The average rate paid by all households for all federal taxes combined — including income taxes, payroll taxes, excise taxes (on such things as gasoline, tobacco and alcoholic beverages) and individuals' share of corporate income taxes — hit its highest rate during the period in 2000, just before President George W. Bush began signing the tax cuts that are scheduled to expire next year (unless Congress extends them again).
The all-household rate was 22.7 percent the year before Bush took office, then declined to 19.9 percent in 2007 (lower than in any year before he took office) and plunged again to 18 percent in the recession year of 2008.
That was the lowest until the following year, Obama's first, when it dropped again to 17.4 percent.
Much of the decline in 2008 and 2009 was due to the collapsing economy. The worst recession since the Great Depression of the 1930s began in December 2007.
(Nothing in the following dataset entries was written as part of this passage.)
//! Durable store of previously observed user data.
//!
//! The Postgres implementation relies on the database's native upsert for
//! per-key atomicity; the in-memory implementation guards the whole map
//! with a read/write lock and exists for tests and offline development.

use std::collections::HashMap;

use async_trait::async_trait;
use sqlx::PgPool;
use tokio::sync::RwLock;

use crate::error::Result;
use crate::models::CachedUser;

#[async_trait]
pub trait UserCacheStore: Send + Sync {
    /// Look up the cached record for one user. `None` means never observed.
    async fn get(&self, user_id: i64) -> Result<Option<CachedUser>>;

    /// Idempotent upsert keyed by `user_id`.
    async fn set(&self, record: &CachedUser) -> Result<()>;

    /// Explicit eviction; the only way a record ever disappears.
    async fn delete(&self, user_id: i64) -> Result<()>;

    /// Fetch any subset of the requested ids. Missing ids are simply
    /// absent from the result, never an error.
    async fn get_batch(&self, user_ids: &[i64]) -> Result<Vec<CachedUser>>;
}

pub struct PgUserCacheStore {
    pool: PgPool,
}

impl PgUserCacheStore {
    pub fn new(pool: PgPool) -> Self {
        Self { pool }
    }
}

#[async_trait]
impl UserCacheStore for PgUserCacheStore {
    async fn get(&self, user_id: i64) -> Result<Option<CachedUser>> {
        let record = sqlx::query_as::<_, CachedUser>(
            r#"
            SELECT user_id, username, full_name, is_streamer, profile_pic,
                   is_active, last_sync_at, expires_at
            FROM user_cache
            WHERE user_id = $1
            "#,
        )
        .bind(user_id)
        .fetch_optional(&self.pool)
        .await?;

        Ok(record)
    }

    async fn set(&self, record: &CachedUser) -> Result<()> {
        sqlx::query(
            r#"
            INSERT INTO user_cache
                (user_id, username, full_name, is_streamer, profile_pic,
                 is_active, last_sync_at, expires_at)
            VALUES ($1, $2, $3, $4, $5, $6, $7, $8)
            ON CONFLICT (user_id) DO UPDATE SET
                username = EXCLUDED.username,
                full_name = EXCLUDED.full_name,
                is_streamer = EXCLUDED.is_streamer,
                profile_pic = EXCLUDED.profile_pic,
                is_active = EXCLUDED.is_active,
                last_sync_at = EXCLUDED.last_sync_at,
                expires_at = EXCLUDED.expires_at
            "#,
        )
        .bind(record.user_id)
        .bind(&record.username)
        .bind(&record.full_name)
        .bind(record.is_streamer)
        .bind(&record.profile_pic)
        .bind(record.is_active)
        .bind(record.last_sync_at)
        .bind(record.expires_at)
        .execute(&self.pool)
        .await?;

        Ok(())
    }

    async fn delete(&self, user_id: i64) -> Result<()> {
        sqlx::query("DELETE FROM user_cache WHERE user_id = $1")
            .bind(user_id)
            .execute(&self.pool)
            .await?;

        Ok(())
    }

    async fn get_batch(&self, user_ids: &[i64]) -> Result<Vec<CachedUser>> {
        let records = sqlx::query_as::<_, CachedUser>(
            r#"
            SELECT user_id, username, full_name, is_streamer, profile_pic,
                   is_active, last_sync_at, expires_at
            FROM user_cache
            WHERE user_id = ANY($1)
            "#,
        )
        .bind(user_ids)
        .fetch_all(&self.pool)
        .await?;

        Ok(records)
    }
}

/// Map-backed store; the read/write lock makes `get`/`set`/`delete`
/// atomic with respect to each other.
#[derive(Default)]
pub struct MemoryUserCacheStore {
    records: RwLock<HashMap<i64, CachedUser>>,
}

impl MemoryUserCacheStore {
    pub fn new() -> Self {
        Self::default()
    }
}

#[async_trait]
impl UserCacheStore for MemoryUserCacheStore {
    async fn get(&self, user_id: i64) -> Result<Option<CachedUser>> {
        Ok(self.records.read().await.get(&user_id).cloned())
    }

    async fn set(&self, record: &CachedUser) -> Result<()> {
        self.records
            .write()
            .await
            .insert(record.user_id, record.clone());
        Ok(())
    }

    async fn delete(&self, user_id: i64) -> Result<()> {
        self.records.write().await.remove(&user_id);
        Ok(())
    }

    async fn get_batch(&self, user_ids: &[i64]) -> Result<Vec<CachedUser>> {
        let records = self.records.read().await;
        Ok(user_ids
            .iter()
            .filter_map(|id| records.get(id).cloned())
            .collect())
    }
}

#[cfg(test)]
mod tests {
    use super::*;
    use crate::models::User;
    use chrono::{Duration, Utc};

    fn record(user_id: i64) -> CachedUser {
        let user = User {
            id: user_id,
            username: format!("user{}", user_id),
            full_name: String::new(),
            is_streamer: false,
            profile_pic: String::new(),
            is_active: true,
        };
        CachedUser::from_user(&user, Utc::now(), Duration::hours(24))
    }

    #[tokio::test]
    async fn set_is_an_upsert_keyed_by_user_id() {
        let store = MemoryUserCacheStore::new();
        let mut rec = record(1);
        store.set(&rec).await.unwrap();

        rec.username = "renamed".into();
        store.set(&rec).await.unwrap();

        let stored = store.get(1).await.unwrap().unwrap();
        assert_eq!(stored.username, "renamed");
        assert_eq!(store.get_batch(&[1]).await.unwrap().len(), 1);
    }

    #[tokio::test]
    async fn get_batch_silently_skips_missing_ids() {
        let store = MemoryUserCacheStore::new();
        store.set(&record(1)).await.unwrap();
        store.set(&record(3)).await.unwrap();

        let batch = store.get_batch(&[1, 2, 3]).await.unwrap();
        let ids: Vec<i64> = batch.iter().map(|r| r.user_id).collect();
        assert_eq!(ids, vec![1, 3]);
    }

    #[tokio::test]
    async fn delete_evicts_the_record() {
        let store = MemoryUserCacheStore::new();
        store.set(&record(1)).await.unwrap();
        store.delete(1).await.unwrap();
        assert!(store.get(1).await.unwrap().is_none());
    }
}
There were fewer corporate profits to tax, for one thing. And upper-level households, which pay the highest rates, also saw their incomes plunge along with the stock market and tumbling real-estate prices.
But some of the decline was also due to the tax cuts contained in Obama's 2009 stimulus package, including a tax credit that benefited nearly all workers. Despite Republican criticisms, and Obama's own campaign promise to raise taxes on upper-income households, the new president was a tax cutter in 2009.
The Top 1 Percent
The CBO figures show rates have declined substantially for all income levels. In fact, the only group for which rates did not reach a 30-year low in 2009 was households in the top 1 percent of all earners.
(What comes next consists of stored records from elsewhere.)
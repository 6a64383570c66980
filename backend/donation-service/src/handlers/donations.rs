//! Donation REST endpoints.

use std::sync::Arc;

use actix_web::{web, HttpResponse};
use serde::Deserialize;

use crate::error::AppError;
use crate::models::{CreateDonationRequest, PaymentStatus, ProcessPaymentRequest};
use crate::services::DonationService;

#[derive(Debug, Deserialize)]
pub struct Pagination {
    pub page: Option<i64>,
    pub page_size: Option<i64>,
}

#[derive(Debug, Deserialize)]
pub struct UpdateStatusRequest {
    pub status: PaymentStatus,
}

/// POST /api/v1/donations
pub async fn create_donation(
    service: web::Data<Arc<DonationService>>,
    body: web::Json<CreateDonationRequest>,
) -> Result<HttpResponse, AppError> {
    let response = service.create_donation(body.into_inner()).await?;
    Ok(HttpResponse::Created().json(response))
}

/// GET /api/v1/donations/{id}
pub async fn get_donation(
    service: web::Data<Arc<DonationService>>,
    path: web::Path<i64>,
) -> Result<HttpResponse, AppError> {
    let response = service.get_donation(path.into_inner()).await?;
    Ok(HttpResponse::Ok().json(response))
}

/// POST /api/v1/donations/{id}/payment
pub async fn process_payment(
    service: web::Data<Arc<DonationService>>,
    path: web::Path<i64>,
    body: web::Json<ProcessPaymentRequest>,
) -> Result<HttpResponse, AppError> {
    let response = service
        .process_payment(path.into_inner(), body.into_inner())
        .await?;
    Ok(HttpResponse::Ok().json(response))
}

/// POST /api/v1/donations/{id}/status
pub async fn update_status(
    service: web::Data<Arc<DonationService>>,
    path: web::Path<i64>,
    body: web::Json<UpdateStatusRequest>,
) -> Result<HttpResponse, AppError> {
    service
        .update_status(path.into_inner(), body.status)
        .await?;
    Ok(HttpResponse::NoContent().finish())
}

/// GET /api/v1/donations/streamer/{id}
pub async fn list_by_streamer(
    service: web::Data<Arc<DonationService>>,
    path: web::Path<i64>,
    query: web::Query<Pagination>,
) -> Result<HttpResponse, AppError> {
    let donations = service
        .list_by_streamer(
            path.into_inner(),
            query.page.unwrap_or(1),
            query.page_size.unwrap_or(20),
        )
        .await?;
    Ok(HttpResponse::Ok().json(donations))
}

pub fn register_routes(cfg: &mut web::ServiceConfig) {
    cfg.service(
        web::scope("/api/v1/donations")
            .route("", web::post().to(create_donation))
            .route("/streamer/{id}", web::get().to(list_by_streamer))
            .route("/{id}", web::get().to(get_donation))
            .route("/{id}/payment", web::post().to(process_payment))
            .route("/{id}/status", web::post().to(update_status)),
    );
}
Even those affluent households paid an average total federal tax rate of just 28.9 percent in 2009. That was up a little from the previous year but still down sharply from the peak of 35.3 percent for this 30-year period. That was reached in 1995, under President Bill Clinton.
And who are the top 1 percent? The CBO sorts them out as those with incomes starting at $282,900 for a single person, or $565,800 for a family of four in 2009.
Meanwhile, rates for those in the middle dropped to a 30-year low of 11.1 percent in 2009, down from the 19.2 percent peak rate of 1981.
That's for the middle one-fifth of all households, those with incomes between $34,900 and $50,100 for singles, or between $69,800 and $100,200 for a family of four.
As we've noted before, the nation's current string of trillion-dollar deficits results from historically high spending and historically low revenues. We noted in our June 4 article that President Obama's spending levels are near the highest level since World War II, measured as a percentage of the nation's gross domestic product. And we also noted that tax receipts were the lowest since 1950, as a percentage of GDP.
There's much more in the CBO's new figures, and we may have more to say about them in the future. And we offer no opinion on whether taxes are too high or too low, or just right. That's a matter of intense national debate.
But Congress must act soon on taxes, or allow a large increase to take effect automatically. And the CBO's new figures offer further confirmation that as things stand, Washington is taking a smaller slice of the average American's earnings — at just about every level — than at any time in decades.